— Work instructions —
Without adding or dropping anything, copy the entries below.

— Input for this task —
//! Grocery list endpoints

use anyhow::{Context, Result};
use std::time::Duration;

use crate::client::{
    types::{
        AddGroceryItemsRequest, ApiEnvelope, Empty, GroceryItem, GroceryItemData, GroceryItemsData,
        NewGroceryItem, UpdateGroceryItemRequest,
    },
    ApiClient, ApiRequest,
};

const FROM_PLAN_TIMEOUT: Duration = Duration::from_secs(60);

#[derive(Clone)]
pub struct GroceryService {
    client: ApiClient,
}

impl GroceryService {
    pub(crate) fn new(client: ApiClient) -> Self {
        Self { client }
    }

    pub async fn list(&self) -> Result<Vec<GroceryItem>> {
        let envelope: ApiEnvelope<GroceryItemsData> = self
            .client
            .get("/grocery", true)
            .await
            .context("Failed to load grocery list")?;

        Ok(envelope
            .into_data()
            .context("Failed to load grocery list")?
            .items)
    }

    pub async fn add_items(&self, items: &[NewGroceryItem]) -> Result<Vec<GroceryItem>> {
        if items.is_empty() {
            return Ok(Vec::new());
        }

        let request = AddGroceryItemsRequest { items };
        let envelope: ApiEnvelope<GroceryItemsData> = self
            .client
            .post("/grocery/items", Some(&request), true)
            .await
            .context("Failed to add grocery items")?;

        Ok(envelope
            .into_data()
            .context("Failed to add grocery items")?
            .items)
    }

    pub async fn set_checked(&self, item_id: &str, checked: bool) -> Result<GroceryItem> {
        let endpoint = format!("/grocery/items/{}", urlencoding::encode(item_id));
        let request = UpdateGroceryItemRequest { checked };
        let envelope: ApiEnvelope<GroceryItemData> = self
            .client
            .put(&endpoint, Some(&request), true)
            .await
            .context("Failed to update grocery item")?;

        Ok(envelope
            .into_data()
            .context("Failed to update grocery item")?
            .item)
    }

    pub async fn remove_item(&self, item_id: &str) -> Result<()> {
        let endpoint = format!("/grocery/items/{}", urlencoding::encode(item_id));
        let envelope: ApiEnvelope<Empty> = self
            .client
            .delete(&endpoint, true)
            .await
            .context("Failed to remove grocery item")?;

        envelope.into_data().context("Failed to remove grocery item")?;
        Ok(())
    }

    /// Build grocery items for everything a diet plan needs that the pantry lacks
    pub async fn from_plan(&self, plan_id: &str) -> Result<Vec<GroceryItem>> {
        let endpoint = format!("/grocery/from-plan/{}", urlencoding::encode(plan_id));
        let envelope: ApiEnvelope<GroceryItemsData> = self
            .client
            .request(ApiRequest::post(endpoint).timeout(FROM_PLAN_TIMEOUT))
            .await
            .with_context(|| format!("Failed to build grocery list from plan {}", plan_id))?;

        Ok(envelope
            .into_data()
            .with_context(|| format!("Failed to build grocery list from plan {}", plan_id))?
            .items)
    }
}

— Expected answer —
//! Grocery list endpoints

use anyhow::{Context, Result};
use std::time::Duration;

use crate::client::{
    types::{
        AddGroceryItemsRequest, ApiEnvelope, Empty, GroceryItem, GroceryItemData, GroceryItemsData,
        NewGroceryItem, UpdateGroceryItemRequest,
    },
    ApiClient, ApiRequest,
};

const FROM_PLAN_TIMEOUT: Duration = Duration::from_secs(60);

#[derive(Clone)]
pub struct GroceryService {
    client: ApiClient,
}

impl GroceryService {
    pub(crate) fn new(client: ApiClient) -> Self {
        Self { client }
    }

    pub async fn list(&self) -> Result<Vec<GroceryItem>> {
        let envelope: ApiEnvelope<GroceryItemsData> = self
            .client
            .get("/grocery", true)
            .await
            .context("Failed to load grocery list")?;

        Ok(envelope
            .into_data()
            .context("Failed to load grocery list")?
            .items)
    }

    pub async fn add_items(&self, items: &[NewGroceryItem]) -> Result<Vec<GroceryItem>> {
        if items.is_empty() {
            return Ok(Vec::new());
        }

        let request = AddGroceryItemsRequest { items };
        let envelope: ApiEnvelope<GroceryItemsData> = self
            .client
            .post("/grocery/items", Some(&request), true)
            .await
            .context("Failed to add grocery items")?;

        Ok(envelope
            .into_data()
            .context("Failed to add grocery items")?
            .items)
    }

    pub async fn set_checked(&self, item_id: &str, checked: bool) -> Result<GroceryItem> {
        let endpoint = format!("/grocery/items/{}", urlencoding::encode(item_id));
        let request = UpdateGroceryItemRequest { checked };
        let envelope: ApiEnvelope<GroceryItemData> = self
            .client
            .put(&endpoint, Some(&request), true)
            .await
            .context("Failed to update grocery item")?;

        Ok(envelope
            .into_data()
            .context("Failed to update grocery item")?
            .item)
    }

    pub async fn remove_item(&self, item_id: &str) -> Result<()> {
        let endpoint = format!("/grocery/items/{}", urlencoding::encode(item_id));
        let envelope: ApiEnvelope<Empty> = self
            .client
            .delete(&endpoint, true)
            .await
            .context("Failed to remove grocery item")?;

        envelope.into_data().context("Failed to remove grocery item")?;
        Ok(())
    }

    /// Build grocery items for everything a diet plan needs that the pantry lacks
    pub async fn from_plan(&self, plan_id: &str) -> Result<Vec<GroceryItem>> {
        let endpoint = format!("/grocery/from-plan/{}", urlencoding::encode(plan_id));
        let envelope: ApiEnvelope<GroceryItemsData> = self
            .client
            .request(ApiRequest::post(endpoint).timeout(FROM_PLAN_TIMEOUT))
            .await
            .with_context(|| format!("Failed to build grocery list from plan {}", plan_id))?;

        Ok(envelope
            .into_data()
            .with_context(|| format!("Failed to build grocery list from plan {}", plan_id))?
            .items)
    }
}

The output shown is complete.